Cuando era adolescente, y un tiempito después, sostenía que
no estaba mal tirar papeles o basura en la calle o en los lugares públicos.
Siempre lo justifiqué ideológicamente, no se vaya a creer. De más chico,
sostenía que el caos era necesario en la sociedad y lo canalizaba tirando un
envoltorio de Bananita Dolca en la calle. Más crecidito, en medio de la
barbarie menemista, sostenía que no ensuciar la vía pública era colaborar con
el plan de despidos masivos de barrenderos, que iban a justificar porque las
calles estaban limpias. Hoy, ya adulto, hecho y torcido, defiendo
militantemente el cuidado y el respeto al espacio público. Pienso que
denigrarlo o romperlo nos daña a nosotros, como personas y como colectivo,
porque cada centímetro de espacio
público es nuestro, nuestra proyección más allá de nuestros cuerpos.

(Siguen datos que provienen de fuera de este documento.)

use std::{
    error::Error as StdError,
    fmt::Write as _,
    io,
    sync::{Mutex, MutexGuard},
};

use postgres::{Client, NoTls, Row, types::FromSqlOwned};
use schemadrift_core::{
    ConnectionConfig, DatabaseAdapter, ExecutionError, Result, Transaction, Version,
};

use crate::export_queries;

const BEGIN_SQL: &str = "BEGIN";
const CONNECT_SQL: &str = "CONNECT postgres";
const DEFAULT_POSTGRES_HOST: &str = "127.0.0.1";
const DEFAULT_POSTGRES_SCHEMA: &str = "public";
const MINIMUM_POSTGRES_MAJOR_VERSION: u16 = 13;
const SERVER_VERSION_OVERRIDE_KEY: &str = "postgres.server_version";
const SEARCH_PATH_OVERRIDE_KEY: &str = "postgres.search_path";
const POISONED_CLIENT_MESSAGE: &str = "postgres connection state was poisoned";

pub(crate) struct PostgresAdapter {
    client: Mutex<Client>,
    search_path: Vec<String>,
    server_version: Version,
}

struct TableRow {
    schema: String,
    name: String,
    partition_key: Option<String>,
    access_method: Option<String>,
    tablespace: Option<String>,
}

struct ColumnRow {
    name: String,
    data_type: String,
    not_null: bool,
    default_expr: Option<String>,
    identity_generation: Option<String>,
}

struct PartitionChildRow {
    schema: String,
    name: String,
    parent_schema: String,
    parent_name: String,
    bound: String,
}

pub(crate) fn connect(config: &ConnectionConfig) -> Result<Box<dyn DatabaseAdapter>> {
    if let Some(raw_version) = config.extra.get(SERVER_VERSION_OVERRIDE_KEY) {
        let version = parse_server_version(raw_version)
            .ok_or_else(|| invalid_server_version_error(raw_version))?;
        ensure_minimum_version(&version, raw_version)?;
    }

    let mut client = connect_client(config)?;
    let server_version_raw =
        if let Some(raw_version) = config.extra.get(SERVER_VERSION_OVERRIDE_KEY) {
            raw_version.clone()
        } else {
            query_scalar(&mut client, export_queries::SHOW_SERVER_VERSION_QUERY)?
        };
    let server_version = parse_server_version(&server_version_raw)
        .ok_or_else(|| invalid_server_version_error(&server_version_raw))?;
    ensure_minimum_version(&server_version, &server_version_raw)?;

    let search_path_raw = if let Some(raw_search_path) = config.extra.get(SEARCH_PATH_OVERRIDE_KEY)
    {
        raw_search_path.clone()
    } else {
        query_scalar(&mut client, export_queries::SHOW_SEARCH_PATH_QUERY)?
    };
    let mut search_path = parse_search_path(&search_path_raw);
    if search_path.is_empty() {
        search_path.push(DEFAULT_POSTGRES_SCHEMA.to_string());
    }

    Ok(Box::new(PostgresAdapter {
        client: Mutex::new(client),
        search_path,
        server_version,
    }))
}

impl PostgresAdapter {
    fn lock_client(&self, sql: &str) -> Result<MutexGuard<'_, Client>> {
        self.client
            .lock()
            .map_err(|_| execution_error(sql, io::Error::other(POISONED_CLIENT_MESSAGE)))
    }
}

impl DatabaseAdapter for PostgresAdapter {
    fn export_schema(&self) -> Result<String> {
        let mut client = self.lock_client(export_queries::TABLE_NAMES_QUERY)?;
        let table_rows = client
            .query(export_queries::TABLE_NAMES_QUERY, &[])
            .map_err(|source| execution_error(export_queries::TABLE_NAMES_QUERY, source))?;
        let tables = table_rows
            .iter()
            .map(decode_table_row)
            .collect::<Result<Vec<_>>>()?;

        let mut statements = Vec::new();

        for table in &tables {
            let column_rows = client
                .query(
                    export_queries::TABLE_COLUMNS_QUERY,
                    &[&table.schema, &table.name],
                )
                .map_err(|source| execution_error(export_queries::TABLE_COLUMNS_QUERY, source))?;
            let columns = column_rows
                .iter()
                .map(decode_column_row)
                .collect::<Result<Vec<_>>>()?;
            statements.push(render_create_table(table, &columns));
        }

        let partition_rows = client
            .query(export_queries::PARTITION_CHILD_TABLES_QUERY, &[])
            .map_err(|source| {
                execution_error(export_queries::PARTITION_CHILD_TABLES_QUERY, source)
            })?;
        let partition_children = partition_rows
            .iter()
            .map(decode_partition_row)
            .collect::<Result<Vec<_>>>()?;
        for partition_child in &partition_children {
            statements.push(render_partition_child_table(partition_child));
        }

        Ok(statements.join("\n\n"))
    }

    fn execute(&self, sql: &str) -> Result<()> {
        let mut client = self.lock_client(sql)?;
        client
            .batch_execute(sql)
            .map_err(|source| execution_error(sql, source))
    }

    fn begin(&mut self) -> Result<Transaction<'_>> {
        self.execute(BEGIN_SQL)?;
        Ok(Transaction::new(self))
    }

    fn schema_search_path(&self) -> Vec<String> {
        self.search_path.clone()
    }

    fn server_version(&self) -> Result<Version> {
        Ok(self.server_version.clone())
    }
}

pub(crate) fn parse_search_path(raw: &str) -> Vec<String> {
    split_search_path(raw)
        .into_iter()
        .filter_map(|entry| normalize_search_path_entry(entry.as_str()))
        .collect()
}

pub(crate) fn parse_server_version(raw: &str) -> Option<Version> {
    let mut parts = raw.split_whitespace().next()?.split('.');
    let major = parse_version_component(parts.next()?)?;
    let minor = parts.next().and_then(parse_version_component).unwrap_or(0);
    let patch = parts.next().and_then(parse_version_component).unwrap_or(0);

    Some(Version {
        major,
        minor,
        patch,
    })
}

fn connect_client(config: &ConnectionConfig) -> Result<Client> {
    let mut postgres_config = postgres::Config::new();

    if let Some(socket_path) = &config.socket {
        postgres_config.host_path(socket_path);
    } else if let Some(host) = &config.host {
        postgres_config.host(host);
    } else {
        postgres_config.host(DEFAULT_POSTGRES_HOST);
    }

    if let Some(port) = config.port {
        postgres_config.port(port);
    }
    if let Some(user) = &config.user {
        postgres_config.user(user);
    }
    if let Some(password) = &config.password {
        postgres_config.password(password);
    }
    postgres_config.dbname(&config.database);

    postgres_config
        .connect(NoTls)
        .map_err(|source| execution_error(CONNECT_SQL, source))
}

fn query_scalar(client: &mut Client, sql: &str) -> Result<String> {
    let row = client
        .query_one(sql, &[])
        .map_err(|source| execution_error(sql, source))?;
    row.try_get::<_, String>(0)
        .map_err(|source| execution_error(sql, source))
}

fn decode_table_row(row: &Row) -> Result<TableRow> {
    Ok(TableRow {
        schema: row_value(row, "table_schema", export_queries::TABLE_NAMES_QUERY)?,
        name: row_value(row, "table_name", export_queries::TABLE_NAMES_QUERY)?,
        partition_key: row_value(row, "partition_key", export_queries::TABLE_NAMES_QUERY)?,
        access_method: row_value(row, "access_method", export_queries::TABLE_NAMES_QUERY)?,
        tablespace: row_value(row, "tablespace_name", export_queries::TABLE_NAMES_QUERY)?,
    })
}

fn decode_column_row(row: &Row) -> Result<ColumnRow> {
    Ok(ColumnRow {
        name: row_value(row, "column_name", export_queries::TABLE_COLUMNS_QUERY)?,
        data_type: row_value(row, "data_type", export_queries::TABLE_COLUMNS_QUERY)?,
        not_null: row_value(row, "not_null", export_queries::TABLE_COLUMNS_QUERY)?,
        default_expr: row_value(row, "default_expr", export_queries::TABLE_COLUMNS_QUERY)?,
        identity_generation: row_value(
            row,
            "identity_generation",
            export_queries::TABLE_COLUMNS_QUERY,
        )?,
    })
}

fn decode_partition_row(row: &Row) -> Result<PartitionChildRow> {
    Ok(PartitionChildRow {
        schema: row_value(
            row,
            "partition_schema",
            export_queries::PARTITION_CHILD_TABLES_QUERY,
        )?,
        name: row_value(
            row,
            "partition_name",
            export_queries::PARTITION_CHILD_TABLES_QUERY,
        )?,
        parent_schema: row_value(
            row,
            "parent_schema",
            export_queries::PARTITION_CHILD_TABLES_QUERY,
        )?,
        parent_name: row_value(
            row,
            "parent_name",
            export_queries::PARTITION_CHILD_TABLES_QUERY,
        )?,
        bound: row_value(
            row,
            "partition_bound",
            export_queries::PARTITION_CHILD_TABLES_QUERY,
        )?,
    })
}

fn render_create_table(table: &TableRow, columns: &[ColumnRow]) -> String {
    let mut sql = String::new();
    write!(
        sql,
        "CREATE TABLE {}",
        render_qualified_name(table.schema.as_str(), table.name.as_str())
    )
    .expect("writing to String should not fail");

    if columns.is_empty() {
        sql.push_str(" ()");
    } else {
        sql.push_str(" (\n");
        for (index, column) in columns.iter().enumerate() {
            if index > 0 {
                sql.push_str(",\n");
            }
            write!(sql, "  {}", render_column(column)).expect("writing to String should not fail");
        }
        sql.push_str("\n)");
    }

    if let Some(partition_key) = table
        .partition_key
        .as_deref()
        .map(str::trim)
        .filter(|value| !value.is_empty())
    {
        write!(sql, " PARTITION BY {partition_key}").expect("writing to String should not fail");
    }
    if let Some(access_method) = table
        .access_method
        .as_deref()
        .map(str::trim)
        .filter(|value| !value.is_empty() && *value != "heap")
    {
        write!(sql, " USING {}", quote_identifier(access_method))
            .expect("writing to String should not fail");
    }
    if let Some(tablespace) = table
        .tablespace
        .as_deref()
        .map(str::trim)
        .filter(|value| !value.is_empty())
    {
        write!(sql, " TABLESPACE {}", quote_identifier(tablespace))
            .expect("writing to String should not fail");
    }

    sql.push(';');
    sql
}

fn render_column(column: &ColumnRow) -> String {
    let mut sql = format!(
        "{} {}",
        quote_identifier(column.name.as_str()),
        column.data_type.as_str()
    );

    if column.not_null {
        sql.push_str(" NOT NULL");
    }
    if let Some(default_expr) = column
        .default_expr
        .as_deref()
        .map(str::trim)
        .filter(|value| !value.is_empty())
    {
        write!(sql, " DEFAULT {default_expr}").expect("writing to String should not fail");
    }
    if let Some(identity_generation) = column
        .identity_generation
        .as_deref()
        .map(str::trim)
        .filter(|value| !value.is_empty())
    {
        write!(sql, " GENERATED {identity_generation} AS IDENTITY")
            .expect("writing to String should not fail");
    }

    sql
}

fn render_partition_child_table(partition_child: &PartitionChildRow) -> String {
    let mut sql = format!(
        "CREATE TABLE {} PARTITION OF {}",
        render_qualified_name(
            partition_child.schema.as_str(),
            partition_child.name.as_str()
        ),
        render_qualified_name(
            partition_child.parent_schema.as_str(),
            partition_child.parent_name.as_str(),
        )
    );

    let bound = partition_child.bound.trim();
    if !bound.is_empty() {
        write!(sql, " {bound}").expect("writing to String should not fail");
    }
    sql.push(';');

    sql
}

fn render_qualified_name(schema: &str, name: &str) -> String {
    format!("{}.{}", quote_identifier(schema), quote_identifier(name))
}

fn quote_identifier(identifier: &str) -> String {
    format!("\"{}\"", identifier.replace('"', "\"\""))
}

fn normalize_search_path_entry(entry: &str) -> Option<String> {
    let trimmed = entry.trim();
    if trimmed.is_empty() {
        return None;
    }

    let normalized = unquote_search_path_entry(trimmed);
    if is_implicit_schema(normalized.as_str()) {
        return None;
    }

    Some(normalized)
}

fn split_search_path(raw: &str) -> Vec<String> {
    let mut entries = Vec::new();
    let mut current = String::new();
    let mut chars = raw.chars().peekable();
    let mut in_quotes = false;

    while let Some(ch) = chars.next() {
        match ch {
            '"' => {
                current.push(ch);
                if in_quotes && chars.peek() == Some(&'"') {
                    current.push('"');
                    let _ = chars.next();
                } else {
                    in_quotes = !in_quotes;
                }
            }
            ',' if !in_quotes => {
                entries.push(current.trim().to_string());
                current.clear();
            }
            _ => current.push(ch),
        }
    }

    if !current.is_empty() || raw.ends_with(',') {
        entries.push(current.trim().to_string());
    }

    entries
}

fn unquote_search_path_entry(entry: &str) -> String {
    if entry.len() >= 2 && entry.starts_with('"') && entry.ends_with('"') {
        return entry[1..entry.len() - 1].replace("\"\"", "\"");
    }
    entry.to_string()
}

fn is_implicit_schema(schema: &str) -> bool {
    let normalized = schema.trim();
    normalized.eq_ignore_ascii_case("$user")
        || normalized.eq_ignore_ascii_case("pg_catalog")
        || normalized.eq_ignore_ascii_case("pg_temp")
        || normalized.to_ascii_lowercase().starts_with("pg_temp_")
}

fn parse_version_component(raw: &str) -> Option<u16> {
    let digits = raw
        .chars()
        .take_while(|ch| ch.is_ascii_digit())
        .collect::<String>();
    if digits.is_empty() {
        return None;
    }
    digits.parse::<u16>().ok()
}

fn ensure_minimum_version(version: &Version, raw_version: &str) -> Result<()> {
    if version.major >= MINIMUM_POSTGRES_MAJOR_VERSION {
        return Ok(());
    }

    Err(execution_error(
        export_queries::SHOW_SERVER_VERSION_QUERY,
        io::Error::other(format!(
            "postgres server version `{raw_version}` is not supported; requires {MINIMUM_POSTGRES_MAJOR_VERSION}+"
        )),
    ))
}

fn invalid_server_version_error(raw_version: &str) -> schemadrift_core::Error {
    execution_error(
        export_queries::SHOW_SERVER_VERSION_QUERY,
        io::Error::other(format!(
            "failed to parse postgres server version string: `{raw_version}`"
        )),
    )
}

fn row_value<T>(row: &Row, column: &str, sql: &str) -> Result<T>
where
    T: FromSqlOwned,
{
    row.try_get(column)
        .map_err(|source| execution_error(sql, source))
}

fn execution_error<E>(sql: &str, source: E) -> schemadrift_core::Error
where
    E: StdError + Send + Sync + 'static,
{
    ExecutionError::statement_failed(0, sql, 0, None, None, source).into()
}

Además, desde ya, tengo en claro que un ajuste tan salvaje como el que se dio
en los `90 no tiene en cuenta nuestras conductas para dejar en la calle a miles
de trabajadores.
A lo que voy con todo esto es que nada es bueno o malo per sé. Todo debe ser interpretado en su
contexto, porque es allí donde encarna
su sentido. Un país que intente ser serio y digno deberá imponerle un marco
claro y contundente a sus temas sociales constituyentes, a esas, aparentemente,
pequeñas cuestiones que son la escencia pura de la ideología popular.
Los impuestos
pueden ser vistos como un castigo, algo a evadir; o como el combustible que
permite avanzar al Estado, una forma más o menos justa según se establezcan las
formas, pero socialmente justa. El que no paga puede ser visto como un capo, o
como un enemigo público, un garca.
Los espacios públicos
pueden ser vistos como ajenos, como propiedad del gobierno de turno (“le rompo
la estatua a Macri, que se joda”, “Le ensucio el hospital a Cristina, para que
lo pinte”), podemos cuidarlos o destruirlos según nuestra afinidad con dicho
gobierno; o pueden ser considerados como propiedad de todos, de la sociedad
toda, de cada uno de nosotros, y no del gobierno de turno, lo que nos obliga a
tener en cuenta derechos y obligaciones.
Las reglas de
tránsito merecerían un escrito aparte. Según se implementen y se respeten
definen a una sociedad. Acá no parece haber muchas vueltas: el que maneja
alcoholizado es un rebelde rocker, o un potencial asesino; el que corre picadas
es un reberlde rocker pito largo, o un potencial asesino. Lo mismo corre para
los que exceden las velocidades máximas, o van por las banquinas. Los que
estacionan en doble fila o tapando las rampas para sillas de ruedas, son tipos
que se cagan en los demás, lisa y llanamente.
En definitiva, nuestra relación con lo público nos define
como personas y como sociedad. Un pueblo que se caga en lo público no es
solidario, digan lo que digan en la tele.